Non bollire il brodo quando il persico è dentro. Se l'acqua bolle, la carne diventa secca, si sgretola e il brodo diventa torbido. Il segreto è mantenere una temperatura costante, quasi un poaching: il brodo deve essere fumante ma tranquillo. Secondo errore: non asciugare bene il pesce prima della cottura, perché l'acqua residua abbassa ulteriormente la temperatura e allunga i tempi.

I nostri consigli

  • Se il persico è molto grande, potete tagliarlo a metà prima della cottura per garantire una cottura uniforme: i tempi rimangono gli stessi.
  • Il brodo rimane buono in frigorifero per 2 giorni se conservato in un contenitore ermetico.

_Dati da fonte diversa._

use super::*;

#[test]
fn usage_percent_rounds_to_nearest() {
    assert_eq!(usage_percent(184, 256), 72);
    assert_eq!(usage_percent(1, 3), 33);
    assert_eq!(usage_percent(2, 3), 67);
}

#[test]
fn usage_percent_is_zero_for_empty_total() {
    assert_eq!(usage_percent(0, 0), 0);
    assert_eq!(usage_percent(12, 0), 0);
}

#[test]
fn usage_percent_caps_overcommit_at_hundred() {
    assert_eq!(usage_percent(300, 200), 100);
}

#[test]
fn level_thresholds_are_exclusive() {
    assert_eq!(UsageLevel::from_percent(75), UsageLevel::Normal);
    assert_eq!(UsageLevel::from_percent(76), UsageLevel::Warning);
    assert_eq!(UsageLevel::from_percent(90), UsageLevel::Warning);
    assert_eq!(UsageLevel::from_percent(91), UsageLevel::Critical);
}

#[test]
fn level_classes_track_severity() {
    assert_eq!(UsageLevel::Normal.bar_class(), "bg-primary-500");
    assert_eq!(UsageLevel::Warning.bar_class(), "bg-amber-500");
    assert_eq!(UsageLevel::Critical.bar_class(), "bg-red-500");
    assert_eq!(UsageLevel::Critical.text_class(), "text-red-600");
}
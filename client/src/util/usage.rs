//! Usage percentage and severity thresholds for capacity bars.

#[cfg(test)]
#[path = "usage_test.rs"]
mod usage_test;

/// Above this percentage a bar turns amber.
pub const WARNING_PERCENT: u32 = 75;
/// Above this percentage a bar turns red.
pub const CRITICAL_PERCENT: u32 = 90;

#[derive(Clone, Copy, Debug, PartialEq, Eq)]
pub enum UsageLevel {
    Normal,
    Warning,
    Critical,
}

impl UsageLevel {
    #[must_use]
    pub fn from_percent(percent: u32) -> Self {
        if percent > CRITICAL_PERCENT {
            Self::Critical
        } else if percent > WARNING_PERCENT {
            Self::Warning
        } else {
            Self::Normal
        }
    }

    /// Tailwind class of the filled track.
    #[must_use]
    pub fn bar_class(self) -> &'static str {
        match self {
            Self::Normal => "bg-primary-500",
            Self::Warning => "bg-amber-500",
            Self::Critical => "bg-red-500",
        }
    }

    #[must_use]
    pub fn text_class(self) -> &'static str {
        match self {
            Self::Normal => "text-slate-700",
            Self::Warning => "text-amber-600",
            Self::Critical => "text-red-600",
        }
    }
}

/// `round(used / total * 100)`, capped at 100; 0 when `total` is 0.
#[must_use]
pub fn usage_percent(used: u64, total: u64) -> u32 {
    if total == 0 {
        return 0;
    }
    #[allow(clippy::cast_precision_loss, clippy::cast_possible_truncation, clippy::cast_sign_loss)]
    let percent = (used as f64 / total as f64 * 100.0).round() as u32;
    percent.min(100)
}
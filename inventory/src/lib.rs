//! Compute inventory: typed records, the repository seam, fixture data and the
//! resource-pool wizard.
//!
//! This crate is UI-framework agnostic so the client can drive the wizard and
//! query the repository from components while native tests exercise the same
//! logic without a browser.

pub mod fixtures;
pub mod model;
pub mod repo;
pub mod wizard;

pub use model::*;
pub use repo::{InMemoryInventory, InventoryRepository};
pub use wizard::{
    PoolQuota, PoolSubmission, PoolWizard, QuotaField, ResourcePoolDraft, WizardError, WizardMode, WizardSession,
    WizardStep,
};

/// Errors raised by [`InventoryRepository`] operations.
#[derive(Debug, Clone, PartialEq, Eq, thiserror::Error)]
pub enum InventoryError {
    #[error("resource pool not found: {0}")]
    PoolNotFound(String),
    #[error("resource pool already exists: {0}")]
    DuplicatePool(String),
    #[error("unknown cluster: {0}")]
    UnknownCluster(String),
}
//! KPI card with optional trend chip and alert treatment.

use leptos::prelude::*;

#[cfg(test)]
#[path = "stat_card_test.rs"]
mod stat_card_test;

#[derive(Clone, Copy, Debug, Default, PartialEq, Eq)]
pub enum Trend {
    Up,
    Down,
    #[default]
    Neutral,
}

impl Trend {
    #[must_use]
    pub fn glyph(self) -> &'static str {
        match self {
            Self::Up => "▲",
            Self::Down => "▼",
            Self::Neutral => "",
        }
    }

    #[must_use]
    pub fn chip_class(self) -> &'static str {
        match self {
            Self::Up => "bg-emerald-50 text-emerald-600 border-emerald-100",
            Self::Down => "bg-red-50 text-red-600 border-red-100",
            Self::Neutral => "bg-slate-50 text-slate-500 border-slate-100",
        }
    }
}

#[derive(Clone, Copy, Debug, Default, PartialEq, Eq)]
pub enum StatVariant {
    #[default]
    Default,
    Primary,
    Dark,
}

impl StatVariant {
    fn is_dark(self) -> bool {
        matches!(self, Self::Primary | Self::Dark)
    }
}

#[must_use]
pub fn card_class(variant: StatVariant, alert: bool) -> &'static str {
    match (variant.is_dark(), alert) {
        (true, true) => "relative overflow-hidden p-6 rounded-2xl border bg-slate-950 border-red-500 ring-1 ring-red-500/60 shadow-xl",
        (true, false) => "relative overflow-hidden p-6 rounded-2xl border bg-slate-900 border-slate-800 shadow-xl",
        (false, true) => "relative overflow-hidden p-5 rounded-2xl border bg-white border-red-500 ring-1 ring-red-500 shadow-lg",
        (false, false) => {
            "relative overflow-hidden p-5 rounded-2xl border bg-white border-slate-200 shadow-sm hover:border-primary-400 hover:shadow-md transition-all"
        }
    }
}

#[must_use]
pub fn title_class(variant: StatVariant, alert: bool) -> &'static str {
    match (variant.is_dark(), alert) {
        (_, true) => "text-[10px] font-bold uppercase tracking-[0.2em] mb-1.5 text-red-500",
        (true, false) => "text-[10px] font-bold uppercase tracking-[0.2em] mb-1.5 text-slate-400",
        (false, false) => "text-[10px] font-bold uppercase tracking-[0.15em] mb-1.5 text-slate-400",
    }
}

#[must_use]
pub fn value_class(variant: StatVariant, alert: bool) -> &'static str {
    match (variant.is_dark(), alert) {
        (true, true) => "text-5xl font-bold font-mono tracking-tighter text-red-500",
        (true, false) => "text-5xl font-bold font-mono tracking-tighter text-white",
        (false, true) => "text-3xl font-bold font-mono tracking-tighter text-red-600",
        (false, false) => "text-3xl font-bold font-mono tracking-tighter text-slate-900",
    }
}

#[must_use]
pub fn subtext_class(variant: StatVariant, alert: bool) -> &'static str {
    match (variant.is_dark(), alert) {
        (_, true) => "mt-5 pt-3 border-t text-[10px] font-semibold flex items-center gap-1.5 border-red-100 text-red-400",
        (true, false) => "mt-5 pt-3 border-t text-[10px] font-semibold flex items-center gap-1.5 border-slate-800 text-slate-500",
        (false, false) => "mt-5 pt-3 border-t text-[10px] font-semibold flex items-center gap-1.5 border-slate-50 text-slate-400",
    }
}

fn subtext_dot_class(alert: bool) -> &'static str {
    if alert { "w-1 h-1 rounded-full bg-red-500 animate-pulse" } else { "w-1 h-1 rounded-full bg-slate-300" }
}

/// The trend chip is replaced by the alert marker while alerting.
#[must_use]
pub fn shows_trend(trend_value: Option<&str>, alert: bool) -> bool {
    !alert && trend_value.is_some_and(|v| !v.is_empty())
}

#[component]
pub fn StatCard(
    #[prop(into)] title: String,
    #[prop(into)] value: Signal<String>,
    #[prop(optional, into)] subtext: MaybeProp<String>,
    #[prop(optional)] trend: Trend,
    #[prop(optional, into)] trend_value: Option<String>,
    #[prop(optional)] variant: StatVariant,
    #[prop(optional, into)] is_alert: Signal<bool>,
) -> impl IntoView {
    let trend_value = StoredValue::new(trend_value);

    let chip = move || {
        let alert = is_alert.get();
        let text = trend_value.get_value();
        if alert {
            return Some(view! {
                <span class="flex items-center gap-1.5 text-[9px] font-black px-2 py-0.5 rounded-full uppercase tracking-[0.2em] border bg-red-500/10 border-red-500/30 text-red-500">
                    <span class="w-1.5 h-1.5 rounded-full bg-red-500 animate-ping"></span>
                    "Alert"
                </span>
            }
            .into_any());
        }
        if !shows_trend(text.as_deref(), alert) {
            return None;
        }
        Some(view! {
            <span class=format!("flex items-center gap-1 text-[10px] font-bold px-2 py-0.5 rounded-full border {}", trend.chip_class())>
                {trend.glyph()}
                " "
                {text}
            </span>
        }
        .into_any())
    };

    view! {
        <div class=move || card_class(variant, is_alert.get())>
            <div class="flex justify-end items-start mb-4 min-h-5">{chip}</div>
            <p class=move || title_class(variant, is_alert.get())>{title}</p>
            <h3 class=move || value_class(variant, is_alert.get())>{move || value.get()}</h3>
            {move || {
                subtext
                    .get()
                    .map(|text| {
                        let alert = is_alert.get();
                        view! {
                            <div class=subtext_class(variant, alert)>
                                <span class=subtext_dot_class(alert)></span>
                                {text}
                            </div>
                        }
                    })
            }}
        </div>
    }
}
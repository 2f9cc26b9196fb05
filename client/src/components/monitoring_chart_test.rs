use charts::{SINGLE_SERIES_KEY, gradient_id};

use super::*;

fn points(samples: &[(&str, f64)]) -> Vec<SeriesPoint> {
    samples.iter().map(|(t, v)| SeriesPoint::new(*t, *v)).collect()
}

#[test]
fn chart_ids_differ_per_instance() {
    let a = new_chart_id();
    let b = new_chart_id();
    assert_ne!(a, b);
    assert_ne!(gradient_id(&a, "cpu"), gradient_id(&b, "cpu"));
    assert!(!a.contains('-'));
}

#[test]
fn single_input_uses_defaults() {
    let input = resolve_chart_data(Some(points(&[("10:00", 42.0)])), None, None, None);
    let series = input.series();
    assert_eq!(series.len(), 1);
    assert_eq!(series[0].key, SINGLE_SERIES_KEY);
    assert_eq!(series[0].name, DEFAULT_LABEL);
    assert_eq!(series[0].color, DEFAULT_COLOR);
}

#[test]
fn single_input_honours_label_and_color() {
    let input = resolve_chart_data(
        Some(points(&[("10:00", 42.0)])),
        None,
        Some("GPU".to_owned()),
        Some("#EF4444".to_owned()),
    );
    let series = input.series();
    assert_eq!(series[0].name, "GPU");
    assert_eq!(series[0].color, "#EF4444");
}

#[test]
fn series_input_takes_precedence_over_data() {
    let multi = vec![Series::new("cpu", "CPU", "#1B58F4", points(&[("10:05", 1.0)]))];
    let input = resolve_chart_data(Some(points(&[("10:00", 42.0)])), Some(multi), None, None);
    let rows = input.rows();
    assert_eq!(rows.len(), 1);
    assert_eq!(rows[0].value("cpu"), Some(1.0));
}

#[test]
fn missing_input_is_empty_chart() {
    let input = resolve_chart_data(None, None, None, None);
    assert!(input.series().is_empty());
    assert!(input.rows().is_empty());
}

Potete riutilizzarlo come base per una minestra, aggiungendo pasta o riso.
  • Se preferite una versione ancora più delicata, omettete la cipolla e aggiungete una foglia di alloro: il gusto diventa più neutro, ideale per chi ha lo stomaco sensibile.
  • Accompagnate il piatto con pane tostato per assorbire il brodo profumato. Non è necessario, ma accresce la soddisfazione.

Quando prepararla

Il persico reale in brodo si prepara bene tutto l'anno, ma è particolarmente gradito in autunno e inverno, quando serve un piatto caldo e ristoratore. È indicato anche per chi recupera da un'influenza o vuole una cena leggera senza rinunciare al gusto. D'estate, se lo gradite, potete servirlo tiepido con brodo appena caldo.

Domande frequenti

  • Posso usare filetti di persico surgelati? Sì, ma la qualità del brodo cambia: il pesce surgelato rilascia acqua in più, torbidando il brodo. Meglio pesce fresco, ma i filetti surgelati restano comunque una soluzione veloce.
  • Il persico reale e il persico comune sono la stessa cosa? No. Il persico reale (Perca fluviatilis) è più grande, ha carne più soda e sapore più marcato. È preferibile per il brodo. Il persico comune è più piccolo e di uso meno frequente in cucina.
  • Posso aggiungere riso o pasta al brodo? Sì, aggiungete il riso o la pasta in un brodo già pronto, dopo aver tolto il pesce. Cuocete a parte rispetto al persico, per non insaporire troppo il pesce stesso.